KRAUTHAMMER: They've got several candidates, each of whom is way ahead almost by 10 or 20 points. So anybody will beat her. Any Republican who has got an "R" after his name is going to win.
O'REILLY: Harry Reid is the big name. The Senate majority leader in Nevada. And you say he's going to get booted out of there, huh?
KRAUTHAMMER: Well, he's one of those -- he's got money and he is a majority leader. But he's way behind all of his challengers. Of those endangered, he has some chance of pulling it out. If the election were held today, he's toast. It is nine months away. He could have a recovery. But he's way behind.
And then you've got...
KRAUTHAMMER: Yes. Colorado, you've got an appointed senator, a Democratic senator who's way behind, who's going to lose.
Now, the most interesting, I think, is Arlen Specter. The renegade squared, the Democrat who became a Republican who's now a Democrat. He's trailing...
O'REILLY: In Pennsylvania.
KRAUTHAMMER: Exactly. He's trailing Pat Toomey by about 10 points. And remember, one of the reasons Specter became a Democrat is because he was afraid if he ran in the Republican primary against Toomey, he'd get beaten. The problem is he'll lose in the general election against him, because independents have swung away from the Democrats, as we saw in the elections in New Jersey.

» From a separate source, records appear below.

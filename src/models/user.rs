use chrono::{DateTime, Utc};
use rocket::serde::{Deserialize, Serialize};
use schemars::JsonSchema;
use serde_json::Value as JsonValue;

#[derive(Serialize, Deserialize, Debug, Copy, Clone, Eq, PartialEq, JsonSchema, sqlx::Type)]
#[repr(i16)]
pub enum UserState {
    Active = 1,
    Removed = 2,
}

#[derive(Serialize, Deserialize, Debug, Copy, Clone, Eq, PartialEq, Default, JsonSchema, sqlx::Type)]
#[repr(i16)]
pub enum Role {
    #[default]
    Regular = 1,
    Admin = 2,
}

#[derive(Debug, Clone, PartialEq, sqlx::FromRow)]
pub struct User {
    pub id: i32,
    pub state: UserState,
    pub role: Role,
    pub agreed_to_cookie_policy: bool,
    pub external_identity_id: String,
    pub external_identity_hash: String,
    pub external_profile: JsonValue,
    pub time_created: DateTime<Utc>,
    pub time_last_updated: DateTime<Utc>,
    pub time_removed: Option<DateTime<Utc>>,
}

impl User {
    fn profile_field(&self, key: &str) -> String {
        self.external_profile.get(key).and_then(JsonValue::as_str).unwrap_or_default().to_string()
    }

    pub fn name(&self) -> String {
        self.profile_field("name")
    }

    pub fn picture_uri(&self) -> String {
        self.profile_field("picture")
    }

    pub fn locale(&self) -> String {
        self.profile_field("locale")
    }
}

/// Insert-or-update request keyed on `identity_hash`.
#[derive(Debug, Clone)]
pub struct UserUpsert {
    pub identity_hash: String,
    pub role: Role,
    pub agreed_to_cookie_policy: bool,
    pub external_identity_id: String,
    pub external_profile: JsonValue,
    pub request_time: DateTime<Utc>,
}

/// What the store reports back from an upsert.
#[derive(Debug, Clone, Copy, PartialEq, Eq, sqlx::FromRow)]
pub struct UpsertedUser {
    pub id: i32,
    pub time_created: DateTime<Utc>,
    pub agreed_to_cookie_policy: bool,
}

impl UpsertedUser {
    /// A row created by this very upsert carries the request tick as its creation time.
    pub fn was_created_at(&self, request_time: DateTime<Utc>) -> bool {
        self.time_created == request_time
    }
}

#[derive(Serialize, Debug, JsonSchema)]
pub struct UserResponse {
    pub id: i32,
    pub state: UserState,
    pub role: Role,
    pub name: String,
    pub picture_uri: String,
    pub locale: String,
    pub agreed_to_cookie_policy: bool,
    pub time_created: DateTime<Utc>,
    pub time_last_updated: DateTime<Utc>,
}

impl From<&User> for UserResponse {
    fn from(user: &User) -> Self {
        Self {
            id: user.id,
            state: user.state,
            role: user.role,
            name: user.name(),
            picture_uri: user.picture_uri(),
            locale: user.locale(),
            agreed_to_cookie_policy: user.agreed_to_cookie_policy,
            time_created: user.time_created,
            time_last_updated: user.time_last_updated,
        }
    }
}

/// Public projection handed out by the bulk users lookup.
#[derive(Serialize, Debug, PartialEq, JsonSchema)]
pub struct PublicUserResponse {
    pub id: i32,
    pub name: String,
    pub picture_uri: String,
}

impl From<&User> for PublicUserResponse {
    fn from(user: &User) -> Self {
        Self {
            id: user.id,
            name: user.name(),
            picture_uri: user.picture_uri(),
        }
    }
}

#[derive(Serialize, Debug, JsonSchema)]
pub struct UsersInfoResponse {
    pub users: Vec<PublicUserResponse>,
}

#[cfg(test)]
mod tests {
    use super::*;
    use crate::test_utils::sample_user;
    use chrono::Duration;

    #[test]
    fn profile_fields_come_from_snapshot() {
        let user = sample_user(7);
        let public = PublicUserResponse::from(&user);
        assert_eq!(public.id, 7);
        assert_eq!(public.name, "User 7");
        assert_eq!(public.picture_uri, "https://example.com/7.png");
        assert_eq!(user.locale(), "en");
    }

    #[test]
    fn missing_profile_fields_are_empty() {
        let mut user = sample_user(1);
        user.external_profile = serde_json::json!({});
        assert_eq!(user.name(), "");
    }

    #[test]
    fn upsert_created_iff_time_created_is_request_time() {
        let now = Utc::now();
        let created = UpsertedUser {
            id: 1,
            time_created: now,
            agreed_to_cookie_policy: false,
        };
        assert!(created.was_created_at(now));

        let updated = UpsertedUser {
            time_created: now - Duration::days(3),
            ..created
        };
        assert!(!updated.was_created_at(now));
    }
}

O'REILLY: So you -- are you saying flat-out, Charles, that Specter is done? Are you saying he's going to lose?
KRAUTHAMMER: I think Specter has got about an 80 percent chance of losing. I would say about the same for Harry Reid.
KRAUTHAMMER: Between now and November it could change.

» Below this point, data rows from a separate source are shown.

mod auth;
mod config;
mod database;
mod db;
mod error;
mod middleware;
mod models;
mod routes;
mod service;

#[cfg(test)]
pub mod test_utils;

pub use config::{Config, Environment};

use crate::auth::{SESSION_HEADER, XSRF_HEADER};
use crate::db::stage_db;
use crate::middleware::RequestLogger;
use crate::routes as app_routes;
use crate::service::identity_provider::{Auth0Client, IdentityProviderClient};
use rocket::fairing::AdHoc;
use rocket::{Build, Rocket, catchers, http::Method};
use rocket_cors::{AllowedOrigins, CorsOptions};
use rocket_okapi::swagger_ui::{SwaggerUIConfig, make_swagger_ui};
use rocket_okapi::{get_openapi_route, okapi::merge::marge_spec_list};
use std::sync::Arc;
use tracing_subscriber::EnvFilter;

fn init_tracing(log_level: &str, json_format: bool) {
    // RUST_LOG overrides the configured level, e.g.
    //   RUST_LOG=identity_service::service=debug
    let filter = EnvFilter::try_from_default_env().unwrap_or_else(|_| EnvFilter::new(log_level));

    let subscriber = tracing_subscriber::fmt().with_env_filter(filter).with_target(true).with_line_number(true);

    // A subscriber may already be installed when several rockets are built in one process.
    if json_format {
        let _ = subscriber.json().try_init();
    } else {
        let _ = subscriber.try_init();
    }
}

fn ensure_rocket_secret_key(env: Environment) {
    // Session cookies are private, so deployed environments need a stable key.
    if matches!(env, Environment::Staging | Environment::Prod) && std::env::var("ROCKET_SECRET_KEY").is_err() {
        panic!(
            "ROCKET_SECRET_KEY is required for environment '{}'. Generate one with: openssl rand -base64 32",
            env
        );
    }
}

fn build_cors(cors_config: &config::CorsConfig) -> CorsOptions {
    let is_wildcard = cors_config.allowed_origins.len() == 1 && cors_config.allowed_origins[0] == "*";

    if is_wildcard && cors_config.allow_credentials {
        panic!(
            "Invalid CORS configuration: Cannot use wildcard origins (*) with credentials enabled. \
            Either set specific origins or disable credentials."
        );
    }

    let allowed_origins = if cors_config.allowed_origins.is_empty() {
        AllowedOrigins::some_exact::<&str>(&[])
    } else if is_wildcard {
        AllowedOrigins::all()
    } else {
        AllowedOrigins::some_exact(&cors_config.allowed_origins.iter().map(String::as_str).collect::<Vec<_>>())
    };

    CorsOptions {
        allowed_origins,
        allowed_methods: vec![Method::Get, Method::Post, Method::Delete, Method::Options, Method::Head]
            .into_iter()
            .map(From::from)
            .collect(),
        allowed_headers: rocket_cors::AllowedHeaders::some(&["Content-Type", "Authorization", "Accept", XSRF_HEADER, SESSION_HEADER]),
        expose_headers: ["X-Request-Id".to_string()].into_iter().collect(),
        allow_credentials: cors_config.allow_credentials,
        ..Default::default()
    }
}

fn get_swagger_config(openapi_url: &str) -> SwaggerUIConfig {
    SwaggerUIConfig {
        url: openapi_url.to_string(),
        ..Default::default()
    }
}

fn normalize_base_path(raw: &str) -> String {
    let trimmed = raw.trim();
    if trimmed.is_empty() {
        return config::DEFAULT_API_BASE_PATH.to_string();
    }

    let mut normalized = if trimmed.starts_with('/') {
        trimmed.to_string()
    } else {
        format!("/{}", trimmed)
    };

    while normalized.ends_with('/') && normalized.len() > 1 {
        normalized.pop();
    }

    normalized
}

fn join_base_path(base_path: &str, path: &str) -> String {
    let base = base_path.trim_end_matches('/');
    let suffix = path.trim_start_matches('/');

    if base.is_empty() {
        format!("/{}", suffix)
    } else {
        format!("{}/{}", base, suffix)
    }
}

struct RouteSpec {
    path: &'static str,
    routes: Vec<rocket::Route>,
    openapi: rocket_okapi::okapi::openapi3::OpenApi,
}

fn collect_route_specs() -> Vec<RouteSpec> {
    let (session_routes, session_openapi) = app_routes::session::routes();
    let (user_routes, user_openapi) = app_routes::user::routes();
    let (users_routes, users_openapi) = app_routes::users::routes();
    let (health_routes, health_openapi) = app_routes::health::routes();

    vec![
        RouteSpec {
            path: "/session",
            routes: session_routes,
            openapi: session_openapi,
        },
        RouteSpec {
            path: "/user",
            routes: user_routes,
            openapi: user_openapi,
        },
        RouteSpec {
            path: "/users",
            routes: users_routes,
            openapi: users_openapi,
        },
        RouteSpec {
            path: "/health",
            routes: health_routes,
            openapi: health_openapi,
        },
    ]
}

fn mount_api_routes(mut rocket: Rocket<Build>, base_path: &str, enable_swagger: bool) -> Rocket<Build> {
    let route_specs = collect_route_specs();

    if enable_swagger {
        let mut openapi_list = Vec::new();
        for spec in route_specs {
            rocket = rocket.mount(format!("{}{}", base_path, spec.path), spec.routes);
            openapi_list.push((spec.path, spec.openapi));
        }

        let openapi_docs = match marge_spec_list(&openapi_list) {
            Ok(docs) => docs,
            Err(err) => panic!("Could not merge OpenAPI spec: {}", err),
        };

        let settings = rocket_okapi::settings::OpenApiSettings::default();
        rocket = rocket.mount(base_path, vec![get_openapi_route(openapi_docs, &settings)]);

        let docs_path = join_base_path(base_path, "docs");
        let openapi_url = join_base_path(base_path, "openapi.json");
        rocket = rocket.mount(docs_path, make_swagger_ui(&get_swagger_config(&openapi_url)));
    } else {
        for spec in route_specs {
            rocket = rocket.mount(format!("{}{}", base_path, spec.path), spec.routes);
        }
    }

    rocket
}

fn stage_identity_provider(provider_config: config::IdentityProviderConfig) -> AdHoc {
    AdHoc::try_on_ignite("Identity provider", |rocket| async move {
        match Auth0Client::new(&provider_config) {
            Ok(client) => {
                tracing::info!(base_url = %provider_config.base_url(), "Identity provider client initialized");
                let client: Arc<dyn IdentityProviderClient> = Arc::new(client);
                Ok(rocket.manage(client))
            }
            Err(e) => {
                tracing::error!("Failed to initialize identity provider client: {}", e);
                Err(rocket)
            }
        }
    })
}

pub fn build_rocket(config: Config) -> Rocket<Build> {
    init_tracing(&config.logging.level, config.logging.json_format);
    ensure_rocket_secret_key(config.env);

    let cors = build_cors(&config.cors).to_cors().expect("Failed to create CORS fairing");

    let figment = rocket::Config::figment()
        .merge(("address", config.server.address.clone()))
        .merge(("port", config.server.port));

    let base_path = normalize_base_path(&config.api.base_path);

    let mut rocket = rocket::custom(figment)
        .attach(cors)
        .attach(RequestLogger)
        .attach(stage_db(config.database))
        .attach(stage_identity_provider(config.identity_provider))
        .manage(config.session)
        .manage(config.users);

    rocket = mount_api_routes(rocket, &base_path, config.api.enable_swagger);

    rocket.register(
        base_path.as_str(),
        catchers![
            app_routes::error::bad_request,
            app_routes::error::unauthorized,
            app_routes::error::not_found,
            app_routes::error::internal_error,
            app_routes::error::bad_gateway
        ],
    )
}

O'REILLY: Yes, sure. I mean, events could overtake it.
KRAUTHAMMER: If they were held today, he'd lose.
O'REILLY: We all know that.
KRAUTHAMMER: He'd lose 100 percent if it were held today.
O'REILLY: And Barack Obama's seat in Illinois, do you think that could possibly go to Republican in that kind of a blue state?
KRAUTHAMMER: Well, that's what's really interesting. That's a possible pickup. And the reason is that the Republican candidate is strong. It's a guy called Mark Kirk. He's a congressman. He's a centrist. He's quite popular. He's running against a reasonably unimpressive Democrat who came out of the primaries. So, under normal circumstances, the strong candidate will beat a weak one.
However, as you say, it's a blue state. I think if the election were held today, Kirk wins. But I think that the Republican fortunes are not going to remain this strong and good into the end of the year. So it's possible that it will be a real -- it will be a dead heat right there.
KRAUTHAMMER: Now you've got one state left.
O'REILLY: The buzz here -- the buzz here in California is that Barbara Boxer could be in trouble. Do you think Boxer is in any danger out here?
KRAUTHAMMER: Well, she's only up by about 4 points. And in a state like that, a blue, blue state, which is heavily Democratic, she ought to be way ahead. There's this huge, you know, people are tired of incumbents. They're tired of Democrats, and they're tired of her. So she shouldn't even have a close race. But she will.
I think she's likely to win, because it's a heavily Democratic state. And because circumstances are just obscenely good right now if you're a Republican, and they're not going to remain that way indefinitely. But she's in a -- in a tough fight.
O'REILLY: Now you say they're not going to remain that way. If everything -- look, it's only 8 months we're talking about here until November. And it looks to me like the economy may improve somewhat. But the spending debacle is going to be in play.
And, you know, what else is there that could drive the Democratic Party -- and we only have 30 seconds -- back to, you know, providence in the eyes of the voters?
KRAUTHAMMER: If it comes to its senses. It pursued an agenda last year, a left-wing agenda. It went over a cliff. It lost the Kennedy seat in Massachusetts. A rational response is to go to the center. I think it probably will try to do something of that sort in order that it saves its skin in November.
O'REILLY: All right, Charles. Thanks very much.
KRAUTHAMMER: But don't always count on rationality in Democrats.
O'REILLY: Or in politics in general.